Der Name des Gerichts leitet sich aus dem griechischen Verb ἡλιάζεσθαι ‚sich versammeln‘ ab, nach einer anderen Version kommt der Name daher, dass das Gericht im Freien, also unter der Sonne (ἥλιος) tagte. Die Heliaia wurde auch „große Ekklesia“ genannt. Die Richter wurden Heliasten (ἡλιασταί) oder Dikasten (δικασταί) genannt.

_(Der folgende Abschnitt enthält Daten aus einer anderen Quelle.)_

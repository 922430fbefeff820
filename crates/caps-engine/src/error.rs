use thiserror::Error;

/// Canonical result for the engine (and for step phase functions).
pub type Result<T> = std::result::Result<T, EngineError>;

#[derive(Debug, Error)]
pub enum EngineError {
    #[error("unsupported input spec {0:?}")]
    UnsupportedSpec(String),

    #[error("input path does not exist: {0}")]
    MissingInput(String),

    #[error("alias not found: {0}")]
    AliasNotFound(String),

    #[error("alias chain exceeded {limit} links resolving {spec:?}")]
    AliasDepth { spec: String, limit: usize },

    #[error("step failed: {0}")]
    Step(String),

    #[error(transparent)]
    Store(#[from] caps_store::StoreError),

    #[error(transparent)]
    Core(#[from] caps_core::error::Error),

    #[error("engine I/O: {0}")]
    Io(#[from] std::io::Error),
}

impl EngineError {
    /// Convenience for step authors reporting a phase failure.
    pub fn step(msg: impl Into<String>) -> Self {
        EngineError::Step(msg.into())
    }
}
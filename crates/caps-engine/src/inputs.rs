//! Input spec resolution.
//!
//! Specs are user strings: `@<path>` adopts a file or directory into the
//! store on the spot, `blob:`/`tree:` ids reference existing objects,
//! and `alias:<name>` dereferences (transitively, with a depth limit so
//! a hand-made alias loop terminates with an error).

use std::path::Path;

use caps_core::hash::Digest;
use caps_core::id::{EntryKind, ObjectKind, TypedId};
use caps_core::manifest::{InputRecord, Origin};
use caps_store::Store;

use crate::error::{EngineError, Result};

/// Upper bound on `alias:` indirections for one spec.
pub const MAX_ALIAS_DEPTH: usize = 32;

/// An input after resolution, ready to become a manifest record.
#[derive(Debug, Clone, Copy)]
pub struct ResolvedInput {
    pub kind: EntryKind,
    pub id: Digest,
    pub origin: Origin,
}

impl ResolvedInput {
    pub fn into_record(self, logical_name: impl Into<String>) -> InputRecord {
        InputRecord {
            logical_name: logical_name.into(),
            kind: self.kind,
            id: self.id,
            origin: self.origin,
        }
    }
}

/// Resolve one input spec into a typed id plus its manifest entry.
pub fn resolve_spec(store: &Store, spec: &str) -> Result<(TypedId, ResolvedInput)> {
    resolve_at_depth(store, spec, spec, 0)
}

fn resolve_at_depth(
    store: &Store,
    spec: &str,
    original: &str,
    depth: usize,
) -> Result<(TypedId, ResolvedInput)> {
    if depth > MAX_ALIAS_DEPTH {
        return Err(EngineError::AliasDepth {
            spec: original.to_string(),
            limit: MAX_ALIAS_DEPTH,
        });
    }

    if let Some(path) = spec.strip_prefix('@') {
        return adopt_path(store, Path::new(path));
    }

    if let Some(name) = spec.strip_prefix("alias:") {
        let target = store
            .alias_get(name)?
            .ok_or_else(|| EngineError::AliasNotFound(name.to_string()))?;
        return resolve_at_depth(store, &target, original, depth + 1);
    }

    match TypedId::parse(spec) {
        Ok(id) => match id.kind {
            ObjectKind::Blob => Ok((
                id,
                ResolvedInput {
                    kind: EntryKind::File,
                    id: id.digest,
                    origin: Origin::Derived,
                },
            )),
            ObjectKind::Tree => Ok((
                id,
                ResolvedInput {
                    kind: EntryKind::Dir,
                    id: id.digest,
                    origin: Origin::Derived,
                },
            )),
            // Runs are not materializable inputs.
            ObjectKind::Run => Err(EngineError::UnsupportedSpec(spec.to_string())),
        },
        Err(_) => Err(EngineError::UnsupportedSpec(spec.to_string())),
    }
}

fn adopt_path(store: &Store, path: &Path) -> Result<(TypedId, ResolvedInput)> {
    if path.is_dir() {
        let (id, _entries) = store.commit_tree(path)?;
        Ok((
            id,
            ResolvedInput {
                kind: EntryKind::Dir,
                id: id.digest,
                origin: Origin::Adopted,
            },
        ))
    } else if path.is_file() {
        let digest = store.commit_blob(path)?;
        Ok((
            TypedId::blob(digest),
            ResolvedInput {
                kind: EntryKind::File,
                id: digest,
                origin: Origin::Adopted,
            },
        ))
    } else {
        Err(EngineError::MissingInput(path.display().to_string()))
    }
}

#[cfg(test)]
mod tests {
    use super::*;
    use std::fs;

    fn scratch_store() -> (tempfile::TempDir, Store) {
        let dir = tempfile::tempdir().unwrap();
        let store = Store::open(dir.path().join("store")).unwrap();
        (dir, store)
    }

    #[test]
    fn adopts_files_and_directories() {
        let (dir, store) = scratch_store();
        let file = dir.path().join("a.txt");
        fs::write(&file, "A").unwrap();
        let (id, entry) = resolve_spec(&store, &format!("@{}", file.display())).unwrap();
        assert_eq!(id.kind, ObjectKind::Blob);
        assert_eq!(entry.origin, Origin::Adopted);
        assert_eq!(entry.kind, EntryKind::File);

        let sub = dir.path().join("d");
        fs::create_dir(&sub).unwrap();
        fs::write(sub.join("b.txt"), "B").unwrap();
        let (id, entry) = resolve_spec(&store, &format!("@{}", sub.display())).unwrap();
        assert_eq!(id.kind, ObjectKind::Tree);
        assert_eq!(entry.kind, EntryKind::Dir);
    }

    #[test]
    fn derived_references_keep_their_origin() {
        let (_dir, store) = scratch_store();
        let d = caps_core::hash::digest_bytes(b"x");
        let spec = TypedId::blob(d).to_string();
        let (_, entry) = resolve_spec(&store, &spec).unwrap();
        assert_eq!(entry.origin, Origin::Derived);
    }

    #[test]
    fn missing_alias_is_a_named_error() {
        let (_dir, store) = scratch_store();
        let err = resolve_spec(&store, "alias:no/such").unwrap_err();
        assert!(matches!(err, EngineError::AliasNotFound(name) if name == "no/such"));
    }

    #[test]
    fn alias_chains_resolve_and_loops_terminate() {
        let (dir, store) = scratch_store();
        let file = dir.path().join("a.txt");
        fs::write(&file, "A").unwrap();
        let digest = store.commit_blob(&file).unwrap();
        store
            .alias_set("inner", &TypedId::blob(digest).to_string())
            .unwrap();
        store.alias_set("outer", "alias:inner").unwrap();
        let (id, _) = resolve_spec(&store, "alias:outer").unwrap();
        assert_eq!(id.digest, digest);

        store.alias_set("ouro", "alias:boros").unwrap();
        store.alias_set("boros", "alias:ouro").unwrap();
        let err = resolve_spec(&store, "alias:ouro").unwrap_err();
        assert!(matches!(err, EngineError::AliasDepth { .. }));
    }

    #[test]
    fn runs_and_garbage_are_unsupported() {
        let (_dir, store) = scratch_store();
        let d = caps_core::hash::digest_bytes(b"x");
        assert!(matches!(
            resolve_spec(&store, &TypedId::run(d).to_string()),
            Err(EngineError::UnsupportedSpec(_))
        ));
        assert!(matches!(
            resolve_spec(&store, "not-a-spec"),
            Err(EngineError::UnsupportedSpec(_))
        ));
    }
}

Institution und Zusammensetzung der Heliaia
Es ist nicht geklärt, ob die Heliaia von Kleisthenes oder von Solon eingeführt wurde; letzterer soll ihr die Funktion eines Berufungsgerichts gegen Maßnahmen der Archonten verliehen haben.[2] Das Gericht bestand aus 6.000 Richtern, die jährlich aus den über 30 Jahre alten männlichen Bürgern ausgelost wurden;[3] ausgeschlossen war, wer Schulden bei der Staatskasse hatte oder entrechtet war, insbesondere die Bürgerrechte durch die erniedrigende Bestrafung mit der Atimie (ἀτιμία) verloren hatte,[4] ferner wer unter geistigen oder körperlichen Mängeln litt, soweit diese daran hinderten, den Gang des Verfahrens voll zu verfolgen. Wenn eine ungeeignete Person Mitglied eines Gerichts war, wurde Mitteilung gemacht und er wurde vor die Heliaia gebracht. Wurde er überführt, konnte das Gericht eine Strafe oder Buße festsetzen, die es für angemessen hielt. War es eine Geldbuße, hatte der Delinquent ins Gefängnis zu gehen, bis er sowohl die Schuld, die Gegenstand der gegen ihn vorgebrachten Mitteilung war, als auch das ihm vom Gericht auferlegte zusätzliche Bußgeld bezahlt hatte.[4] Die Richter wurden entlohnt;[5] sie erhielten je Sitzungstag einen Obolus, später auf Kleons Veranlassung hin (425 vor Chr.) drei Obolen.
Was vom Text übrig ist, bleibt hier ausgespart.